All workers and visitors must wear masks, although Disney exempts children under age 3. Temperatures are checked at entrances to keep out anyone with a fever of 100.4 degrees (38 degrees Celsius) or higher and a limited number of people are admitted to allow social distancing.

Many of those same protocols will be implemented at the theme parks. Children’s play areas will remain closed and employees won’t be sharing wardrobes, Sprouls said.


CONCORD, N.C. – Federal Health and Human Services Secretary Alex Azar said he came to North Carolina to see the work being done in Charlotte and to highlight the upcoming NASCAR Coca-Cola 600.

He described the race as “an important part of getting America back and to working to school, to functioning, to getting people out and getting our activities going again.”

He praised moves that governors have been making to reopen their economies – with North Carolina set to enter a second phase of loosened restrictions Friday – saying that there are health risks associated with restricting economies that must be weighed against the risks of the virus.
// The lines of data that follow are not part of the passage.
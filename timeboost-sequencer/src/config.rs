use std::time::Duration;

use bon::Builder;
use serde::{Deserialize, Serialize};
use timeboost_types::{Address, ChainId};

#[derive(Debug, Clone, Builder, Serialize, Deserialize)]
#[serde(rename_all = "kebab-case")]
pub struct GateConfig {
    /// Chain envelopes must be bound to.
    pub(crate) chain: ChainId,

    /// Auction contract envelopes must be bound to.
    pub(crate) auction: Address,

    /// Delay of ordinary transactions while a round has a controller.
    #[builder(default = Duration::from_millis(200))]
    #[serde(with = "millis", default = "default_advantage")]
    pub(crate) advantage: Duration,

    /// How long an out-of-order envelope waits for the gap to fill.
    #[builder(default = Duration::from_secs(1))]
    #[serde(with = "millis", default = "default_buffer_timeout")]
    pub(crate) buffer_timeout: Duration,

    /// Maximum number of envelopes held per round.
    #[builder(default = 256)]
    #[serde(default = "default_max_buffered")]
    pub(crate) max_buffered: usize,

    /// How far ahead of the next expected sequence number an envelope may be.
    #[builder(default = 128)]
    #[serde(default = "default_max_future_distance")]
    pub(crate) max_future_distance: u64,

    /// How long before a round starts its envelopes are accepted.
    #[builder(default = Duration::from_secs(2))]
    #[serde(with = "millis", default = "default_early_submission_grace")]
    pub(crate) early_submission_grace: Duration,

    /// Maximum size of an inner transaction in bytes.
    #[builder(default = 128 * 1024)]
    #[serde(default = "default_max_tx_size")]
    pub(crate) max_tx_size: usize,

    /// Interval at which the auction contract is polled for resolutions.
    #[builder(default = Duration::from_secs(1))]
    #[serde(with = "millis", default = "default_poll_interval")]
    pub(crate) poll_interval: Duration,

    /// Interval at which released transactions are emitted.
    #[builder(default = Duration::from_millis(50))]
    #[serde(with = "millis", default = "default_tick")]
    pub(crate) tick: Duration,
}

impl GateConfig {
    pub fn chain(&self) -> ChainId {
        self.chain
    }

    pub fn auction(&self) -> Address {
        self.auction
    }

    pub fn advantage(&self) -> Duration {
        self.advantage
    }
}

fn default_advantage() -> Duration {
    Duration::from_millis(200)
}

fn default_buffer_timeout() -> Duration {
    Duration::from_secs(1)
}

fn default_max_buffered() -> usize {
    256
}

fn default_max_future_distance() -> u64 {
    128
}

fn default_early_submission_grace() -> Duration {
    Duration::from_secs(2)
}

fn default_max_tx_size() -> usize {
    128 * 1024
}

fn default_poll_interval() -> Duration {
    Duration::from_secs(1)
}

fn default_tick() -> Duration {
    Duration::from_millis(50)
}

mod millis {
    use std::time::Duration;

    use serde::{Deserialize, Deserializer, Serializer};

    pub fn serialize<S: Serializer>(d: &Duration, s: S) -> Result<S::Ok, S::Error> {
        s.serialize_u64(d.as_millis() as u64)
    }

    pub fn deserialize<'de, D: Deserializer<'de>>(d: D) -> Result<Duration, D::Error> {
        u64::deserialize(d).map(Duration::from_millis)
    }
}
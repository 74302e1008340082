use std::cmp::{max, min};
use std::collections::BTreeMap;
use std::sync::Arc;
use std::time::Duration;

use timeboost_contract::{AuctionContract, ContractError};
use timeboost_types::{Round, RoundOutcome, RoundTimingInfo, Timestamp, U256};
use tokio::select;
use tokio::task::JoinHandle;
use tokio::time::{Instant, MissedTickBehavior, interval, sleep, sleep_until};
use tokio_util::task::TaskTracker;
use tracing::{debug, error, info, warn};

use crate::archive::{ArchiveError, BidArchive};
use crate::cache::{BidCache, Resolution};
use crate::config::AuctioneerConfig;
use crate::lease::{Lease, LeaseError};
use crate::metrics::AuctioneerMetrics;
use crate::queue::{BidConsumer, BidQueue, QueueError, QueuedBid};
use crate::settle::Settler;
use crate::store::{ResolutionStore, RoundRecord, Status, StoreError};

#[derive(Debug, thiserror::Error)]
#[non_exhaustive]
pub enum AuctioneerError {
    #[error("contract error: {0}")]
    Contract(#[from] ContractError),

    #[error("invalid configuration: {0}")]
    Timing(#[from] timeboost_types::InvalidTiming),

    #[error("queue error: {0}")]
    Queue(#[from] QueueError),

    #[error("store error: {0}")]
    Store(#[from] StoreError),

    #[error("lease error: {0}")]
    Lease(#[from] LeaseError),

    #[error("archive error: {0}")]
    Archive(#[from] ArchiveError),
}

/// Collects bids per round, resolves each round at its closing boundary and
/// settles the result on chain.
///
/// Replicas sharing a lease directory all collect bids, but only the lease
/// holder resolves and settles rounds.
pub struct AuctioneerServer {
    task: JoinHandle<()>,
    store: Arc<ResolutionStore>,
    settlements: TaskTracker,
    lease: Option<Lease>,
}

impl Drop for AuctioneerServer {
    fn drop(&mut self) {
        self.task.abort()
    }
}

struct Task<C> {
    config: AuctioneerConfig,
    timing: RoundTimingInfo,
    contract: Arc<C>,
    queue: BidQueue,
    consumer: BidConsumer,
    store: Arc<ResolutionStore>,
    settler: Settler<C>,
    settlements: TaskTracker,
    lease: Option<Lease>,
    /// Whether this replica resolves rounds.
    primary: bool,
    archive: Option<BidArchive>,
    /// Rounds still collecting bids.
    rounds: BTreeMap<Round, BidCache>,
    /// The next round to close.
    next: Round,
    reserve: U256,
    metrics: Arc<AuctioneerMetrics>,
}

impl AuctioneerServer {
    pub async fn new<C, M>(
        cfg: AuctioneerConfig,
        contract: Arc<C>,
        queue: BidQueue,
        store: Arc<ResolutionStore>,
        metrics: &M,
    ) -> Result<Self, AuctioneerError>
    where
        C: AuctionContract,
        M: ::metrics::Metrics,
    {
        let timing = contract.round_timing_info().await?;
        timing.validate_resolution_wait(cfg.resolution_wait)?;

        let metrics = Arc::new(AuctioneerMetrics::new(metrics));
        let settlements = TaskTracker::new();
        let settler = Settler::new(contract.clone(), store.clone(), cfg.backoff);

        let lease = match &cfg.lease_dir {
            Some(dir) => Some(Lease::open(dir, &cfg.instance, cfg.lease_ttl).await?),
            None => None,
        };
        let primary = match &lease {
            Some(l) => l.renew().await?,
            None => true,
        };
        metrics.primary.set(usize::from(primary));
        info!(instance = %cfg.instance, %primary, "auctioneer starting");

        let archive = match &cfg.archive_dir {
            Some(dir) => Some(BidArchive::open(dir).await?),
            None => None,
        };

        if primary {
            resume_settlements(&store, &timing, &settlements, &settler, &metrics);
        }

        let now = Timestamp::now();
        let mut next = timing.auction_round(now);
        // Rounds resolved before a restart are never resolved again.
        if let Some(last) = store.latest() {
            next = max(next, last.round().next())
        }

        let consumer = queue.consumer();
        let reserve = contract.reserve_price().await.unwrap_or_else(|err| {
            warn!(%err, "failed to read reserve price");
            U256::ZERO
        });

        let mut task = Task {
            config: cfg,
            timing,
            contract,
            queue,
            consumer,
            store: store.clone(),
            settler,
            settlements: settlements.clone(),
            lease: lease.clone(),
            primary,
            archive,
            rounds: BTreeMap::new(),
            next,
            reserve,
            metrics,
        };
        task.drop_stale_rounds().await?;

        Ok(Self {
            task: tokio::spawn(task.go()),
            store,
            settlements,
            lease,
        })
    }

    pub fn store(&self) -> &Arc<ResolutionStore> {
        &self.store
    }

    /// The outcome of a round, if it has been resolved.
    pub fn outcome(&self, r: Round) -> Option<RoundOutcome> {
        self.store.get(r).map(|rec| rec.outcome)
    }

    /// Stop collecting, give up the lease and wait for in-flight settlements.
    pub async fn shutdown(self) {
        self.task.abort();
        if let Some(l) = &self.lease {
            if let Err(err) = l.release().await {
                warn!(%err, "failed to release lease");
            }
        }
        self.settlements.close();
        self.settlements.wait().await
    }
}

impl<C: AuctionContract> Task<C> {
    async fn go(mut self) {
        let period = self
            .lease
            .as_ref()
            .map(|l| l.renew_interval())
            .unwrap_or(self.config.lease_ttl);
        let mut renew = interval(max(period, Duration::from_millis(10)));
        renew.set_missed_tick_behavior(MissedTickBehavior::Delay);
        loop {
            let close_at = self.resolve_time(self.next);
            select! {
                _ = sleep_until(close_at) => {
                    self.close_round().await;
                    self.next = self.next.next();
                }
                _ = self.consumer.wait(self.config.poll_interval) => {
                    if let Err(err) = self.collect().await {
                        warn!(%err, "failed to read bid queue")
                    }
                }
                _ = renew.tick(), if self.lease.is_some() => {
                    self.update_lease().await
                }
            }
        }
    }

    /// Renew our lease claim and act on a change of role.
    async fn update_lease(&mut self) {
        let Some(lease) = &self.lease else {
            return;
        };
        let held = match lease.renew().await {
            Ok(held) => held,
            Err(err) => {
                warn!(%err, "failed to renew lease");
                false
            }
        };
        if held == self.primary {
            return;
        }
        self.primary = held;
        self.metrics.primary.set(usize::from(held));
        if !held {
            info!(instance = %self.config.instance, "no longer primary auctioneer");
            return;
        }
        info!(instance = %self.config.instance, "became primary auctioneer");
        // Pick up what the previous primary resolved.
        if let Err(err) = self.store.reload().await {
            warn!(%err, "failed to reload resolution store");
        }
        resume_settlements(
            &self.store,
            &self.timing,
            &self.settlements,
            &self.settler,
            &self.metrics,
        );
    }

    /// The instant at which round `r` is resolved.
    fn resolve_time(&self, r: Round) -> Instant {
        let t = self.timing.auction_closing_time(r) + self.config.resolution_wait;
        Instant::now() + t.saturating_duration_since(Timestamp::now())
    }

    /// Remove queued bids of rounds that can no longer be auctioned.
    async fn drop_stale_rounds(&mut self) -> Result<(), QueueError> {
        for r in self.queue.rounds().await? {
            if r >= self.next {
                continue;
            }
            if !self.store.contains(r) {
                warn!(round = %r, "dropping bids of a round that was never resolved");
            }
            self.queue.ack(r).await?
        }
        Ok(())
    }

    async fn collect(&mut self) -> Result<(), QueueError> {
        let bids = self.consumer.poll().await?;
        self.add_bids(bids).await;
        Ok(())
    }

    async fn add_bids(&mut self, bids: Vec<QueuedBid>) {
        if bids.is_empty() {
            return;
        }
        if let Some(a) = &self.archive {
            if let Err(err) = a.append(&bids).await {
                warn!(%err, "failed to archive bids")
            }
        }
        for b in bids {
            let round = b.bid.round();
            if round < self.next {
                warn!(%round, bidder = %b.bid.bidder(), "bid for a closed round");
                continue;
            }
            let added = self.rounds.entry(round).or_default().add(b.bid);
            debug!(%round, ?added, "bid collected");
            self.metrics.bids.add(1);
        }
        self.metrics.open_rounds.set(self.rounds.len());
    }

    async fn close_round(&mut self) {
        let round = self.next;

        // Pick up bids accepted right before the boundary.
        let mut last = Vec::new();
        if let Err(err) = self.consumer.poll_round(round, &mut last).await {
            warn!(%round, %err, "failed to read last bids of round");
        }
        self.add_bids(last).await;

        self.update_lease().await;
        if !self.primary {
            debug!(%round, "not primary, leaving round to the lease holder");
            self.rounds.remove(&round);
            self.consumer.forget(round);
            self.metrics.open_rounds.set(self.rounds.len());
            if let Err(err) = self.store.reload().await {
                warn!(%err, "failed to reload resolution store");
            }
            return;
        }

        match self.contract.reserve_price().await {
            Ok(p) => self.reserve = p,
            Err(err) => warn!(%round, %err, "using last known reserve price"),
        }

        let cache = self.rounds.get(&round);
        let bids = cache.map_or(0, BidCache::len);
        let rec = RoundRecord::new(match cache {
            Some(c) => c.resolve(round, self.reserve),
            None => Resolution::Unresolved(round),
        });

        // The bids stay cached until the outcome is durable.
        let persisted = self.persist(&rec).await;
        self.rounds.remove(&round);
        self.metrics.open_rounds.set(self.rounds.len());
        if !persisted {
            return;
        }

        if let Err(err) = self.queue.ack(round).await {
            warn!(%round, %err, "failed to acknowledge bids");
        }
        self.consumer.forget(round);

        match &rec.outcome {
            RoundOutcome::Resolved(r) => {
                info!(
                    %round,
                    %bids,
                    winner     = %r.winner,
                    controller = %r.controller,
                    price      = %r.second_price,
                    "round resolved"
                );
                self.metrics.resolved.add(1);
                let deadline = self.timing.round_start(round.next());
                spawn_settlement(
                    &self.settlements,
                    &self.settler,
                    &self.metrics,
                    rec,
                    deadline,
                    false,
                );
            }
            RoundOutcome::Unresolved { .. } => {
                info!(%round, "no bids, round has no controller");
                self.metrics.unresolved.add(1);
            }
        }
    }

    /// Write the record of a round, retrying until the next round closes.
    async fn persist(&self, rec: &RoundRecord) -> bool {
        let round = rec.round();
        let deadline = self.timing.auction_closing_time(round.next());
        let mut delays = self.config.backoff.delay_iter();
        loop {
            let err = match self.store.insert(rec).await {
                Ok(()) => return true,
                Err(StoreError::Exists(_)) => {
                    warn!(%round, "round already has a record");
                    return false;
                }
                Err(err) => err,
            };
            let now = Timestamp::now();
            if now >= deadline {
                error!(%round, %err, "giving up on round, resolution could not be stored");
                return false;
            }
            let d = delays.next().unwrap_or(self.config.backoff.unit);
            warn!(%round, %err, "failed to store resolution, retrying");
            sleep(min(d, deadline.saturating_duration_since(now))).await
        }
    }
}

/// Resume settlements the store still has as pending.
fn resume_settlements<C: AuctionContract>(
    store: &ResolutionStore,
    timing: &RoundTimingInfo,
    tracker: &TaskTracker,
    settler: &Settler<C>,
    metrics: &Arc<AuctioneerMetrics>,
) {
    for rec in store.pending() {
        let deadline = timing.round_start(rec.round().next());
        info!(round = %rec.round(), "resuming settlement");
        spawn_settlement(tracker, settler, metrics, rec, deadline, true);
    }
}

fn spawn_settlement<C: AuctionContract>(
    tracker: &TaskTracker,
    settler: &Settler<C>,
    metrics: &Arc<AuctioneerMetrics>,
    rec: RoundRecord,
    deadline: Timestamp,
    recovering: bool,
) {
    let settler = settler.clone();
    let metrics = metrics.clone();
    metrics.settling.update(1);
    tracker.spawn(async move {
        let rec = settler.settle(rec, deadline, recovering).await;
        match rec.status {
            Status::Committed => metrics.committed.add(1),
            Status::Reconciled { .. } => metrics.reconciled.add(1),
            Status::Abandoned { .. } => metrics.abandoned.add(1),
            Status::Pending | Status::NoController => {}
        }
        metrics.settling.update(-1);
    });
}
He said that economic downturns can lead to increased suicide rates, reductions in cancer screening and reductions in vaccine use.

Azar addressed reporters after touring a testing center at the Charlotte Motor Speedway and having a discussion with health leaders about reopening state economies.

Asked by a reporter if state reopenings create a risk of a second wave of virus cases, Azar said it’s too early to tell.

Asked about what preparations Charlotte will need to make to safely host the Republican National Convention in August, Azar said that increasing testing capacity would be important. However, he didn’t refer to the RNC as a certainty, but rather noted that “we’re several months away from the possibility of the RNC.”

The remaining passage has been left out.